Steve Jobs live at Apple's WWDC 2010: A new iPhone and more
This is the spot for our live coverage of Apple's (AAPL) 2010 Worldwide Developers Conference.
Steve Jobs keynote started at 1 p.m EDT (10 a.m. PDT). All times here are EDT unless otherwise indicated.
1:28 Now, the iPhone. A lot of stats going around, some good, some questionable. He trots out the Nielsen report (naturally). RIM 35%, iPhone 28%, Windows 19%, Android 9%.
NetApplications for May: iPhone 58.2%, Android 22.7%
In 2007, iPhone reinvents the phone. Not that big an overstatement, in retrospect.
in 2008, we added 3G and the app store
In 2009, twice as fast, video
In 2010: iPhone 4, the biggest leap since the original iPhone. Now, this is really hot. Well over 100 new features. I get to cover 8 of them for you.
No. 1: An all-new design. Stop me if you've already seen thins (big laugh). Believe me you ain't seen it.
Compares design to an old Leica camera. This is the new iPhone 4. 9.3 mm thick, 24% thinner than iPhone 3GS. Thinnest smartphone on the planet. Volume controls. Front-facing camera. Microsim Tray.

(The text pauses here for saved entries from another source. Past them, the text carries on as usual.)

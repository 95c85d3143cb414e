use bevy::log::{debug, info};
use rand::{Rng, SeedableRng};
use rand_chacha::ChaCha8Rng;

use super::ai::{AiContext, OpponentAi};
use super::arena::ring;
use super::combat;
use super::effects::{GROUND_POOL_VARIANTS, GroundPool, GroundPools, SPLATTER_OFFSET, SplatterPool};
use super::events::{GameEvent, RoundEndCause};
use super::fighter::{Combatant, Fighter};
use super::intent::Command;
use super::round::{Round, RoundPhase, rounds_to_exceed};
use super::types::{Difficulty, Facing, Side};

pub const PLAYER_START_POSITION_X: f32 = 16.0;
pub const OPPONENT_START_POSITION_X: f32 = 51.0;
pub const FIGHTER_START_POSITION_Y: f32 = 15.0;

#[derive(Debug, Clone, Copy, PartialEq, Eq)]
pub enum MatchState {
    Running,
    Paused,
    GameOver,
}

/// Owns both fighters and every piece of simulation state. The host calls
/// [`MatchController::tick`] once per frame and drains the notifications.
#[derive(Debug, Clone)]
pub struct MatchController<C: Combatant = Fighter> {
    player: C,
    opponent: C,
    state: MatchState,
    round: Round,
    rounds_won: u32,
    rounds_lost: u32,
    difficulty: Difficulty,
    ai: OpponentAi,
    player_splatters: SplatterPool,
    opponent_splatters: SplatterPool,
    ground_pools: GroundPools,
    rng: ChaCha8Rng,
    events: Vec<GameEvent>,
}

impl MatchController<Fighter> {
    pub fn new(difficulty: Difficulty) -> Self {
        Self::with_combatants(
            Fighter::new("PLAYER"),
            Fighter::new("OPPONENT"),
            difficulty,
            ChaCha8Rng::from_entropy(),
        )
    }
}

impl<C: Combatant> MatchController<C> {
    pub fn with_combatants(player: C, opponent: C, difficulty: Difficulty, mut rng: ChaCha8Rng) -> Self {
        let ground_pools =
            GroundPools::from_fn(|_| GroundPool::new(rng.gen_range(0..GROUND_POOL_VARIANTS)));

        let mut controller = Self {
            player,
            opponent,
            state: MatchState::Running,
            round: Round::new(1),
            rounds_won: 0,
            rounds_lost: 0,
            difficulty,
            ai: OpponentAi::new(),
            player_splatters: SplatterPool::default(),
            opponent_splatters: SplatterPool::default(),
            ground_pools,
            rng,
            events: Vec::new(),
        };
        controller.start_match();
        controller
    }

    // ── Queries ─────────────────────────────────────────────────────

    pub fn state(&self) -> MatchState {
        self.state
    }

    pub fn round(&self) -> &Round {
        &self.round
    }

    pub fn rounds_won(&self) -> u32 {
        self.rounds_won
    }

    pub fn rounds_lost(&self) -> u32 {
        self.rounds_lost
    }

    pub fn difficulty(&self) -> Difficulty {
        self.difficulty
    }

    pub fn player(&self) -> &C {
        &self.player
    }

    pub fn opponent(&self) -> &C {
        &self.opponent
    }

    pub fn ai(&self) -> &OpponentAi {
        &self.ai
    }

    pub fn splatters(&self, side: Side) -> &SplatterPool {
        match side {
            Side::Player => &self.player_splatters,
            Side::Opponent => &self.opponent_splatters,
        }
    }

    pub fn ground_pools(&self) -> &GroundPools {
        &self.ground_pools
    }

    /// Overall verdict, once the match is over.
    pub fn player_won(&self) -> Option<bool> {
        (self.state == MatchState::GameOver).then_some(self.rounds_won > self.rounds_lost)
    }

    /// Take every notification emitted since the last drain.
    pub fn drain_events(&mut self) -> Vec<GameEvent> {
        std::mem::take(&mut self.events)
    }

    // ── Host controls ───────────────────────────────────────────────

    pub fn pause(&mut self) {
        if self.state == MatchState::Running {
            self.state = MatchState::Paused;
            info!("Match paused");
            self.events.push(GameEvent::Paused);
        }
    }

    pub fn resume(&mut self) {
        if self.state == MatchState::Paused {
            self.state = MatchState::Running;
            info!("Match resumed");
            self.events.push(GameEvent::Resumed);
        }
    }

    pub fn toggle_pause(&mut self) {
        match self.state {
            MatchState::Running => self.pause(),
            MatchState::Paused => self.resume(),
            MatchState::GameOver => {}
        }
    }

    /// Cut the current Starting/Ending delay short. Takes effect on the next tick.
    pub fn skip_delay(&mut self) {
        if self.state == MatchState::Running {
            self.round.skip_delay();
        }
    }

    /// The single "continue" input: skip a delay, resume, or play again.
    pub fn confirm(&mut self) {
        match self.state {
            MatchState::Running => self.skip_delay(),
            MatchState::Paused => self.resume(),
            MatchState::GameOver => self.restart(),
        }
    }

    /// Start a new match from round 1. Difficulty is kept.
    pub fn restart(&mut self) {
        info!("Match restarted");
        self.events.push(GameEvent::MatchRestarted);
        self.start_match();
    }

    pub fn set_difficulty(&mut self, difficulty: Difficulty) {
        if self.difficulty != difficulty {
            self.difficulty = difficulty;
            info!("Difficulty set to {}", difficulty.display_name());
            self.events.push(GameEvent::DifficultyChanged { difficulty });
        }
    }

    pub fn cycle_difficulty(&mut self) {
        self.set_difficulty(self.difficulty.next());
    }

    /// Forward a player command. Releases always go through; presses need a
    /// running match, and movement presses need a round in progress.
    pub fn command_player(&mut self, command: Command) {
        let accepted = command.is_release()
            || (self.state == MatchState::Running
                && (!command.is_move_start() || self.round.is_in_progress()));
        if accepted {
            self.player.apply(command);
        }
    }

    // ── Simulation ──────────────────────────────────────────────────

    /// Advance the simulation by `elapsed` seconds of real time.
    ///
    /// Outside `Running` every component still gets its update call, with a
    /// zero step. Round timing, AI and contact resolution only run while the
    /// match is running.
    pub fn tick(&mut self, elapsed: f32) {
        let running = self.state == MatchState::Running;
        let dt = if running { elapsed } else { 0.0 };

        if running {
            self.advance_round(dt);
        }

        self.player.update(dt);
        self.opponent.update(dt);

        self.player_splatters.update(dt);
        self.opponent_splatters.update(dt);
        self.ground_pools.update(dt);

        self.face_each_other();
        self.keep_within_ring();

        if running && self.round.is_in_progress() {
            if self.round.tick_clock(dt) {
                self.end_round_on_time();
                return;
            }
            self.run_opponent_ai(dt);
            self.resolve_contact();
        }
    }

    fn start_match(&mut self) {
        self.state = MatchState::Running;
        self.rounds_won = 0;
        self.rounds_lost = 0;
        self.start_round(1);
    }

    fn start_round(&mut self, number: u32) {
        self.player
            .get_ready(PLAYER_START_POSITION_X, FIGHTER_START_POSITION_Y);
        self.opponent
            .get_ready(OPPONENT_START_POSITION_X, FIGHTER_START_POSITION_Y);
        self.round = Round::new(number);
        info!("Round {number} starting");
        self.events.push(GameEvent::RoundStarting { round: number });
    }

    fn advance_round(&mut self, dt: f32) {
        if !self.round.delay_elapsed() {
            self.round.advance_phase_time(dt);
            return;
        }

        match self.round.phase() {
            RoundPhase::Starting => {
                self.round.begin_fight();
                let round = self.round.number();
                self.events.push(GameEvent::FightStarted { round });
            }
            RoundPhase::Ending => {
                let limit = rounds_to_exceed();
                if self.rounds_won > limit || self.rounds_lost > limit {
                    self.finish_match();
                } else {
                    self.start_round(self.round.number() + 1);
                }
            }
            RoundPhase::InProgress => {}
        }
    }

    fn finish_match(&mut self) {
        self.state = MatchState::GameOver;
        let player_won = self.rounds_won > self.rounds_lost;
        info!(
            "Game over: {} ({}-{})",
            if player_won { "player won" } else { "player lost" },
            self.rounds_won,
            self.rounds_lost
        );
        self.events.push(GameEvent::GameOver {
            player_won,
            rounds_won: self.rounds_won,
            rounds_lost: self.rounds_lost,
        });
    }

    fn face_each_other(&mut self) {
        if self.player.position().x <= self.opponent.position().x {
            self.player.face(Facing::Right);
            self.opponent.face(Facing::Left);
        } else {
            self.player.face(Facing::Left);
            self.opponent.face(Facing::Right);
        }
    }

    fn keep_within_ring(&mut self) {
        self.player.set_position(ring::clamp(self.player.position()));
        self.opponent.set_position(ring::clamp(self.opponent.position()));
    }

    fn run_opponent_ai(&mut self, dt: f32) {
        let ctx = AiContext::capture(&self.player, &self.opponent, self.difficulty, dt);
        for command in self.ai.step(&ctx, &mut self.rng) {
            self.opponent.apply(command);
        }
    }

    fn resolve_contact(&mut self) {
        let Some(strike) = combat::resolve(&mut self.player, &mut self.opponent) else {
            return;
        };

        debug!(
            "[Strike] attacker={:?} blocked={} knockout={}",
            strike.attacker, strike.blocked, strike.knockout
        );
        self.events.push(GameEvent::Strike {
            attacker: strike.attacker,
            blocked: strike.blocked,
        });

        if !strike.blocked {
            self.spill_effects(strike.defender());
        }
        if strike.knockout {
            self.end_round(strike.attacker, RoundEndCause::Knockout);
        }
    }

    fn spill_effects(&mut self, side: Side) {
        let (position, splatters) = match side {
            Side::Player => (self.player.position(), &mut self.player_splatters),
            Side::Opponent => (self.opponent.position(), &mut self.opponent_splatters),
        };
        splatters.activate(position + SPLATTER_OFFSET);
        self.ground_pools.activate(position);
    }

    fn end_round_on_time(&mut self) {
        let winner = if self.player.life() >= self.opponent.life() {
            Side::Player
        } else {
            Side::Opponent
        };
        self.end_round(winner, RoundEndCause::TimeUp);
    }

    fn end_round(&mut self, winner: Side, cause: RoundEndCause) {
        match winner {
            Side::Player => {
                self.player.win();
                self.opponent.lose();
                self.rounds_won += 1;
            }
            Side::Opponent => {
                self.player.lose();
                self.opponent.win();
                self.rounds_lost += 1;
            }
        }
        self.round.end();

        let round = self.round.number();
        info!("Round {round} won by {winner:?} ({cause:?})");
        self.events.push(GameEvent::RoundEnded {
            round,
            winner,
            cause,
        });
    }
}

Camera and LED flash on back. 2nd mike for noice cancellation.
What's this? The slit on the bottom. What are these lines? Three lines. They are part of some brilliant engineering. Uses the stainless band as part of the antenna system. Never been done before. Really cool engineering, says Jobs. Uses stainless steel for strength, glass on the front. Integrated antennas, extraordinary build quality.
No. 2 Retina display. 4 times as many pixels. Demos what the extra pixels do. Tricks with gray pixels. Zoom out, you can see really really sharp text. 326 pixels per inch. Oohs and ahhs from the audience.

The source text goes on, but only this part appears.